Transcribe the records in their entirety, exactly as given.

Saved data entries
BEGIN

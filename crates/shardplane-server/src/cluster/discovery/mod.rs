//! Cluster Discovery
//!
//! Turns full membership lists into registry mutations. Each pass is a
//! complete diff against the registry:
//! - unknown members are added
//! - known members get address, shard count and disk refreshed in place
//! - registered nodes missing from the list are removed
//!
//! Where the lists come from is the business of a [`MembershipSource`];
//! [`DiscoveryController`] drives the periodic loop.

pub mod controller;
pub mod sources;

pub use controller::DiscoveryController;
pub use sources::{EtcdMembershipSource, MembershipSource, SeedListSource};

use super::registry::NodeRegistry;
use crate::observability::{errors, events, metrics};
use shardplane_core::{ClusterError, MemberReport};
use std::collections::{BTreeMap, BTreeSet};
use std::time::Instant;
use tracing::{debug, warn};

/// What a reconciliation pass changed
#[derive(Debug, Clone, Default, PartialEq, Eq)]
pub struct ReconcileSummary {
    pub added: Vec<String>,
    pub updated: Vec<String>,
    pub removed: Vec<String>,
}

impl ReconcileSummary {
    pub fn is_noop(&self) -> bool {
        self.added.is_empty() && self.updated.is_empty() && self.removed.is_empty()
    }
}

#[derive(Clone)]
pub struct ClusterDiscovery {
    registry: NodeRegistry,
}

impl ClusterDiscovery {
    pub fn new(registry: NodeRegistry) -> Self {
        Self { registry }
    }

    pub fn registry(&self) -> &NodeRegistry {
        &self.registry
    }

    /// Reconcile the registry against the full current membership.
    ///
    /// Never fails the pass because of a single member: a member whose client
    /// cannot be built is captured and skipped.
    pub async fn update_members(&self, members: Vec<MemberReport>) -> ReconcileSummary {
        let started = Instant::now();
        let mut summary = ReconcileSummary::default();

        // Last report wins for duplicated ids
        let reported: BTreeMap<String, MemberReport> = members
            .into_iter()
            .map(|m| (m.node_id.clone(), m))
            .collect();

        for member in reported.values() {
            if let Err(e) = self.apply_member(member, &mut summary).await {
                errors::capture("discovery_apply_member", &member.node_id, &e);
            }
        }

        let reported_ids: BTreeSet<&String> = reported.keys().collect();
        for (node_id, primary_id) in self.registry.members().await {
            if reported_ids.contains(&node_id) {
                continue;
            }
            match self.registry.remove_node(&node_id, primary_id.as_deref()).await {
                Ok(_) => {
                    metrics::record_membership_change("removed");
                    summary.removed.push(node_id);
                }
                // Removed concurrently; nothing left to do
                Err(ClusterError::NotFound { .. }) => {}
                Err(e) => errors::capture("discovery_remove_member", &node_id, &e),
            }
        }

        if summary.removed.len() > 1 {
            events::membership_anomaly(&summary.removed);
        }

        metrics::record_reconcile_duration(started.elapsed());
        let total_nodes = self.registry.len().await;
        debug!(
            added = summary.added.len(),
            updated = summary.updated.len(),
            removed = summary.removed.len(),
            total_nodes,
            "Reconciled cluster membership"
        );
        summary
    }

    async fn apply_member(
        &self,
        member: &MemberReport,
        summary: &mut ReconcileSummary,
    ) -> Result<(), ClusterError> {
        let Some(known) = self.registry.get_node(&member.node_id).await else {
            self.registry
                .add_node(
                    &member.node_id,
                    &member.address,
                    member.shard_count,
                    member.available_disk,
                    member.primary_id.as_deref(),
                )
                .await?;
            events::node_joined(&member.node_id, &member.address, member.primary_id.as_deref());
            metrics::record_membership_change("added");
            summary.added.push(member.node_id.clone());
            return Ok(());
        };

        if known.info.primary_id != member.primary_id {
            warn!(
                node_id = %member.node_id,
                registered_primary = ?known.info.primary_id,
                reported_primary = ?member.primary_id,
                "Ignoring primary change for a registered node"
            );
        }

        let changed = known.info.address != member.address
            || known.info.shard_count != member.shard_count
            || known.info.available_disk != member.available_disk;
        if !changed {
            return Ok(());
        }

        self.registry
            .update_node(
                &member.node_id,
                &member.address,
                member.shard_count,
                member.available_disk,
            )
            .await?;
        events::node_updated(&member.node_id, &member.address, member.shard_count);
        metrics::record_membership_change("updated");
        summary.updated.push(member.node_id.clone());
        Ok(())
    }
}

#[cfg(test)]
mod tests {
    use super::*;
    use crate::cluster::node::LocalConnector;
    use std::sync::Arc;

    fn report(id: &str, shard_count: u64) -> MemberReport {
        MemberReport {
            node_id: id.to_string(),
            address: format!("{id}:10009"),
            shard_count,
            available_disk: 100,
            primary_id: None,
        }
    }

    fn discovery() -> ClusterDiscovery {
        ClusterDiscovery::new(NodeRegistry::new(Arc::new(LocalConnector::new())))
    }

    async fn listed(discovery: &ClusterDiscovery) -> Vec<String> {
        discovery
            .registry()
            .list_nodes()
            .await
            .into_iter()
            .map(|n| n.info.id)
            .collect()
    }

    #[tokio::test]
    async fn test_reconcile_converges_to_reported_set() {
        let discovery = discovery();
        discovery
            .registry()
            .add_node("stale", "stale:1", 0, 0, None)
            .await
            .unwrap();

        discovery
            .update_members(vec![report("A", 0), report("B", 0), report("C", 0)])
            .await;
        assert_eq!(listed(&discovery).await, vec!["A", "B", "C"]);

        let summary = discovery
            .update_members(vec![report("A", 0), report("C", 0)])
            .await;
        assert_eq!(summary.removed, vec!["B"]);
        assert_eq!(listed(&discovery).await, vec!["A", "C"]);
    }

    #[tokio::test]
    async fn test_known_member_updated_in_place() {
        let discovery = discovery();
        discovery.update_members(vec![report("A", 1)]).await;

        let summary = discovery.update_members(vec![report("A", 1)]).await;
        assert!(summary.is_noop());

        let summary = discovery.update_members(vec![report("A", 9)]).await;
        assert_eq!(summary.updated, vec!["A"]);
        let node = discovery.registry().get_node("A").await.unwrap();
        assert_eq!(node.info.shard_count, 9);
    }

    #[tokio::test]
    async fn test_mass_removal_is_not_fatal() {
        let discovery = discovery();
        discovery
            .update_members(vec![report("A", 0), report("B", 0), report("C", 0)])
            .await;

        let summary = discovery.update_members(vec![]).await;
        assert_eq!(summary.removed.len(), 3);
        assert!(discovery.registry().is_empty().await);
    }

    #[tokio::test]
    async fn test_read_replica_members() {
        let discovery = discovery();
        let mut replica = report("A-r", 0);
        replica.primary_id = Some("A".into());
        discovery
            .update_members(vec![report("A", 0), replica])
            .await;

        assert_eq!(listed(&discovery).await, vec!["A"]);
        assert_eq!(discovery.registry().read_replica_count().await, 1);

        let summary = discovery.update_members(vec![report("A", 0)]).await;
        assert_eq!(summary.removed, vec!["A-r"]);
        assert_eq!(discovery.registry().read_replica_count().await, 0);
    }
}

END

SOLUTION BELOW -
filename crates/shardplane-server/src/cluster/discovery/mod.rs
//! Cluster Discovery
//!
//! Turns full membership lists into registry mutations. Each pass is a
//! complete diff against the registry:
//! - unknown members are added
//! - known members get address, shard count and disk refreshed in place
//! - registered nodes missing from the list are removed
//!
//! Where the lists come from is the business of a [`MembershipSource`];
//! [`DiscoveryController`] drives the periodic loop.

pub mod controller;
pub mod sources;

pub use controller::DiscoveryController;
pub use sources::{EtcdMembershipSource, MembershipSource, SeedListSource};

use super::registry::NodeRegistry;
use crate::observability::{errors, events, metrics};
use shardplane_core::{ClusterError, MemberReport};
use std::collections::{BTreeMap, BTreeSet};
use std::time::Instant;
use tracing::{debug, warn};

/// What a reconciliation pass changed
#[derive(Debug, Clone, Default, PartialEq, Eq)]
pub struct ReconcileSummary {
    pub added: Vec<String>,
    pub updated: Vec<String>,
    pub removed: Vec<String>,
}

impl ReconcileSummary {
    pub fn is_noop(&self) -> bool {
        self.added.is_empty() && self.updated.is_empty() && self.removed.is_empty()
    }
}

#[derive(Clone)]
pub struct ClusterDiscovery {
    registry: NodeRegistry,
}

impl ClusterDiscovery {
    pub fn new(registry: NodeRegistry) -> Self {
        Self { registry }
    }

    pub fn registry(&self) -> &NodeRegistry {
        &self.registry
    }

    /// Reconcile the registry against the full current membership.
    ///
    /// Never fails the pass because of a single member: a member whose client
    /// cannot be built is captured and skipped.
    pub async fn update_members(&self, members: Vec<MemberReport>) -> ReconcileSummary {
        let started = Instant::now();
        let mut summary = ReconcileSummary::default();

        // Last report wins for duplicated ids
        let reported: BTreeMap<String, MemberReport> = members
            .into_iter()
            .map(|m| (m.node_id.clone(), m))
            .collect();

        for member in reported.values() {
            if let Err(e) = self.apply_member(member, &mut summary).await {
                errors::capture("discovery_apply_member", &member.node_id, &e);
            }
        }

        let reported_ids: BTreeSet<&String> = reported.keys().collect();
        for (node_id, primary_id) in self.registry.members().await {
            if reported_ids.contains(&node_id) {
                continue;
            }
            match self.registry.remove_node(&node_id, primary_id.as_deref()).await {
                Ok(_) => {
                    metrics::record_membership_change("removed");
                    summary.removed.push(node_id);
                }
                // Removed concurrently; nothing left to do
                Err(ClusterError::NotFound { .. }) => {}
                Err(e) => errors::capture("discovery_remove_member", &node_id, &e),
            }
        }

        if summary.removed.len() > 1 {
            events::membership_anomaly(&summary.removed);
        }

        metrics::record_reconcile_duration(started.elapsed());
        let total_nodes = self.registry.len().await;
        debug!(
            added = summary.added.len(),
            updated = summary.updated.len(),
            removed = summary.removed.len(),
            total_nodes,
            "Reconciled cluster membership"
        );
        summary
    }

    async fn apply_member(
        &self,
        member: &MemberReport,
        summary: &mut ReconcileSummary,
    ) -> Result<(), ClusterError> {
        let Some(known) = self.registry.get_node(&member.node_id).await else {
            self.registry
                .add_node(
                    &member.node_id,
                    &member.address,
                    member.shard_count,
                    member.available_disk,
                    member.primary_id.as_deref(),
                )
                .await?;
            events::node_joined(&member.node_id, &member.address, member.primary_id.as_deref());
            metrics::record_membership_change("added");
            summary.added.push(member.node_id.clone());
            return Ok(());
        };

        if known.info.primary_id != member.primary_id {
            warn!(
                node_id = %member.node_id,
                registered_primary = ?known.info.primary_id,
                reported_primary = ?member.primary_id,
                "Ignoring primary change for a registered node"
            );
        }

        let changed = known.info.address != member.address
            || known.info.shard_count != member.shard_count
            || known.info.available_disk != member.available_disk;
        if !changed {
            return Ok(());
        }

        self.registry
            .update_node(
                &member.node_id,
                &member.address,
                member.shard_count,
                member.available_disk,
            )
            .await?;
        events::node_updated(&member.node_id, &member.address, member.shard_count);
        metrics::record_membership_change("updated");
        summary.updated.push(member.node_id.clone());
        Ok(())
    }
}

#[cfg(test)]
mod tests {
    use super::*;
    use crate::cluster::node::LocalConnector;
    use std::sync::Arc;

    fn report(id: &str, shard_count: u64) -> MemberReport {
        MemberReport {
            node_id: id.to_string(),
            address: format!("{id}:10009"),
            shard_count,
            available_disk: 100,
            primary_id: None,
        }
    }

    fn discovery() -> ClusterDiscovery {
        ClusterDiscovery::new(NodeRegistry::new(Arc::new(LocalConnector::new())))
    }

    async fn listed(discovery: &ClusterDiscovery) -> Vec<String> {
        discovery
            .registry()
            .list_nodes()
            .await
            .into_iter()
            .map(|n| n.info.id)
            .collect()
    }

    #[tokio::test]
    async fn test_reconcile_converges_to_reported_set() {
        let discovery = discovery();
        discovery
            .registry()
            .add_node("stale", "stale:1", 0, 0, None)
            .await
            .unwrap();

        discovery
            .update_members(vec![report("A", 0), report("B", 0), report("C", 0)])
            .await;
        assert_eq!(listed(&discovery).await, vec!["A", "B", "C"]);

        let summary = discovery
            .update_members(vec![report("A", 0), report("C", 0)])
            .await;
        assert_eq!(summary.removed, vec!["B"]);
        assert_eq!(listed(&discovery).await, vec!["A", "C"]);
    }

    #[tokio::test]
    async fn test_known_member_updated_in_place() {
        let discovery = discovery();
        discovery.update_members(vec![report("A", 1)]).await;

        let summary = discovery.update_members(vec![report("A", 1)]).await;
        assert!(summary.is_noop());

        let summary = discovery.update_members(vec![report("A", 9)]).await;
        assert_eq!(summary.updated, vec!["A"]);
        let node = discovery.registry().get_node("A").await.unwrap();
        assert_eq!(node.info.shard_count, 9);
    }

    #[tokio::test]
    async fn test_mass_removal_is_not_fatal() {
        let discovery = discovery();
        discovery
            .update_members(vec![report("A", 0), report("B", 0), report("C", 0)])
            .await;

        let summary = discovery.update_members(vec![]).await;
        assert_eq!(summary.removed.len(), 3);
        assert!(discovery.registry().is_empty().await);
    }

    #[tokio::test]
    async fn test_read_replica_members() {
        let discovery = discovery();
        let mut replica = report("A-r", 0);
        replica.primary_id = Some("A".into());
        discovery
            .update_members(vec![report("A", 0), replica])
            .await;

        assert_eq!(listed(&discovery).await, vec!["A"]);
        assert_eq!(discovery.registry().read_replica_count().await, 1);

        let summary = discovery.update_members(vec![report("A", 0)]).await;
        assert_eq!(summary.removed, vec!["A-r"]);
        assert_eq!(discovery.registry().read_replica_count().await, 0);
    }
}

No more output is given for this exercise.